Cette décision, prévue autour de 18 heures, pourrait permettre la promulgation de cette loi, qualifiée par certains comme un véritable « serpent de mer » institutionnel. Alors que les débats au sein de l’Assemblée nationale ont opposé divers groupes politiques, y compris des membres du camp gouvernemental, les enjeux environnementaux se révèlent de plus en plus pressants.
Le climat de tension autour des ZFE
Il est rare d’observer une telle mobilisation : en plus des socialistes et écologistes, 70 députés de la majorité ont saisi le Conseil constitutionnel pour protéger certains aspects environnementaux du premier quinquennat de Macron, notamment les ZFE. Ces zones, mises en place pour réduire les émissions de particules fines, ont été au cœur de nombreuses controverses, conduisant certains groupes, comme La France insoumise, à se prononcer pour leur suppression, tandis que d'autres, comme les Républicains et le Rassemblement national, soutiennent leur élimination complète.
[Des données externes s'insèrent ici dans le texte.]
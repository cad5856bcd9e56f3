mod config;
mod constants;
mod errors;
mod images;
mod middlewares;
mod models;
mod permissions;
mod routes;
mod state;
mod store;
mod utils;

#[cfg(test)]
mod tests;

use std::{sync::Arc, time::Duration};

use axum::{
    body::Body,
    http::{header, HeaderValue, Method, Request},
    middleware,
    response::IntoResponse,
    routing::get,
    Json, Router,
};
use chrono::Utc;
use config::{Config, ImageBackend};
use constants::UPLOAD_URL_PREFIX;
use lambda_http::{tracing, Error};
use serde_json::{json, Value};
use state::AppState;
use tokio::{
    net::TcpListener,
    signal::{
        ctrl_c,
        unix::{signal, SignalKind},
    },
};
use tower_http::{
    compression::CompressionLayer,
    cors::{AllowOrigin, CorsLayer},
    services::ServeDir,
    trace::TraceLayer,
};
use utoipa::{
    openapi::security::{HttpAuthScheme, HttpBuilder, SecurityScheme},
    Modify, OpenApi,
};
use utoipa_axum::router::OpenApiRouter;

#[derive(OpenApi)]
#[openapi(
    info(title = "KitabYatra API", description = "Secondhand book marketplace"),
    modifiers(&SecurityAddon),
    tags(
        (name = "Auth", description = "Registration, login and profile"),
        (name = "Books", description = "Listings, reviews and likes"),
        (name = "Cart"),
        (name = "Wishlist"),
        (name = "Orders", description = "Order placement and fulfilment"),
        (name = "Users", description = "Public profiles and personal dashboard"),
        (name = "Admin", description = "Moderation and platform overview"),
    )
)]
struct ApiDoc;

struct SecurityAddon;

impl Modify for SecurityAddon {
    fn modify(&self, openapi: &mut utoipa::openapi::OpenApi) {
        if let Some(components) = openapi.components.as_mut() {
            components.add_security_scheme(
                "http-jwt",
                SecurityScheme::Http(
                    HttpBuilder::new()
                        .scheme(HttpAuthScheme::Bearer)
                        .bearer_format("JWT")
                        .build(),
                ),
            )
        }
    }
}

async fn health_check() -> Json<Value> {
    Json(json!({
        "success": true,
        "message": "KitabYatra API is running",
        "timestamp": Utc::now(),
    }))
}

fn cors_layer(config: &Config) -> CorsLayer {
    let origins: Vec<HeaderValue> = config
        .cors_origins
        .iter()
        .filter_map(|o| HeaderValue::from_str(o).ok())
        .collect();

    CorsLayer::new()
        .allow_origin(AllowOrigin::list(origins))
        .allow_methods([
            Method::GET,
            Method::POST,
            Method::PUT,
            Method::DELETE,
            Method::OPTIONS,
        ])
        .allow_headers([header::CONTENT_TYPE, header::AUTHORIZATION])
        .allow_credentials(true)
        .max_age(Duration::from_secs(60 * 60))
}

pub async fn create_service(state: Arc<AppState>) -> Result<Router, Error> {
    let (router, api) = OpenApiRouter::with_openapi(ApiDoc::openapi())
        .nest("/api/auth", routes::auth::router())
        .nest("/api/books", routes::book::router())
        .nest("/api/cart", routes::cart::router())
        .nest("/api/wishlist", routes::wishlist::router())
        .nest("/api/orders", routes::order::router())
        .nest("/api/users", routes::user::router())
        .nest("/api/admin", routes::admin::router())
        .split_for_parts();

    let spec = api.to_yaml()?;

    let trace_layer =
        TraceLayer::new_for_http().on_request(|req: &Request<Body>, _: &tracing::Span| {
            tracing::info!("Got request with path: {}", req.uri().path());
        });

    let mut app = router
        .route("/api/health", get(health_check))
        .route(
            "/api/openapi.yaml",
            get(move || {
                let spec = spec.clone();
                async move { ([(header::CONTENT_TYPE, "application/yaml")], spec) }
            }),
        )
        .fallback(not_found)
        .layer(middleware::from_fn_with_state(
            state.clone(),
            middlewares::auth::auth_middleware,
        ))
        .layer(middleware::from_fn(middlewares::trace_client));

    if state.config.images == ImageBackend::Local {
        app = app.nest_service(UPLOAD_URL_PREFIX, ServeDir::new(&state.config.upload_dir));
    }

    Ok(app
        .layer(trace_layer)
        .layer(cors_layer(&state.config))
        .layer(CompressionLayer::new())
        .with_state(state))
}

async fn not_found() -> impl IntoResponse {
    errors::HandlerError::not_found("Route not found")
}

async fn shutdown_signal() {
    let ctrl_c = async {
        if let Err(e) = ctrl_c().await {
            tracing::error!("Failed to install Ctrl+C handler: {}", e);
        }
        tracing::info!("Received Ctrl+C, shutting down");
    };

    let terminate = async {
        match signal(SignalKind::terminate()) {
            Ok(mut s) => {
                s.recv().await;
                tracing::info!("Received terminate signal, shutting down");
            }
            Err(e) => {
                tracing::error!("Failed to install signal handler: {}", e);
                std::future::pending::<()>().await;
            }
        }
    };

    tokio::select! {
        _ = ctrl_c => {},
        _ = terminate => {},
    }
}

#[tokio::main]
async fn main() -> Result<(), Error> {
    tracing::init_default_subscriber();

    tracing::info!("KitabYatra API starting");

    let config = Config::load()?;
    let port = config.port;
    let state = Arc::new(AppState::new(config).await?);
    let app = create_service(state).await?;

    if std::env::var("AWS_LAMBDA_RUNTIME_API").is_ok() {
        tracing::info!("Running as Lambda handler");
        return lambda_http::run(app).await;
    }

    let address = format!("0.0.0.0:{}", port);
    let listener = TcpListener::bind(&address).await?;
    tracing::info!("Server running on {}", address);

    axum::serve(listener, app)
        .with_graceful_shutdown(shutdown_signal())
        .await?;

    tracing::info!("Server shut down");
    Ok(())
}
Les opposants aux ZFE soulignent souvent l'absence d'un accompagnement adéquat, pointant le risque d'injustice pour les ménages qui ne peuvent pas remplacer leur véhicule. Les inquiétudes sont telles que même des partisans d'une approche plus écologique tels que Clément Beaune, le haut-commissaire au Plan, ont exprimé leur désaccord face à la suppression des ZFE, citant les 40 000 à 50 000 décès annuels dus à la pollution.
Des débats parlementaires tumultueux
Le projet de loi a connu un parcours parsemé d'embûches, affrontant plusieurs changements de gouvernement et une dissension interne croissante. Ce « fourre-tout » législatif a vu son contenu se modifier, suscitant la crainte d'un affaiblissement des mesures de protection environnementale essentielles, comme le dispositif de « zéro artificialisation nette » (ZAN), qui vise à freiner l'urbanisation rapide des sols, tel que rapporté par Le Monde.
Les partisans de la continuité des ZFE ont exprimé l'espoir que le Conseil constitutionnel puisse supprimer cet article au nom de la santé publique et de la nécessité de respecter les liens directifs de la loi. Les résultats de cette décision pourraient avoir des répercussions profondes sur la politique environnementale de la France.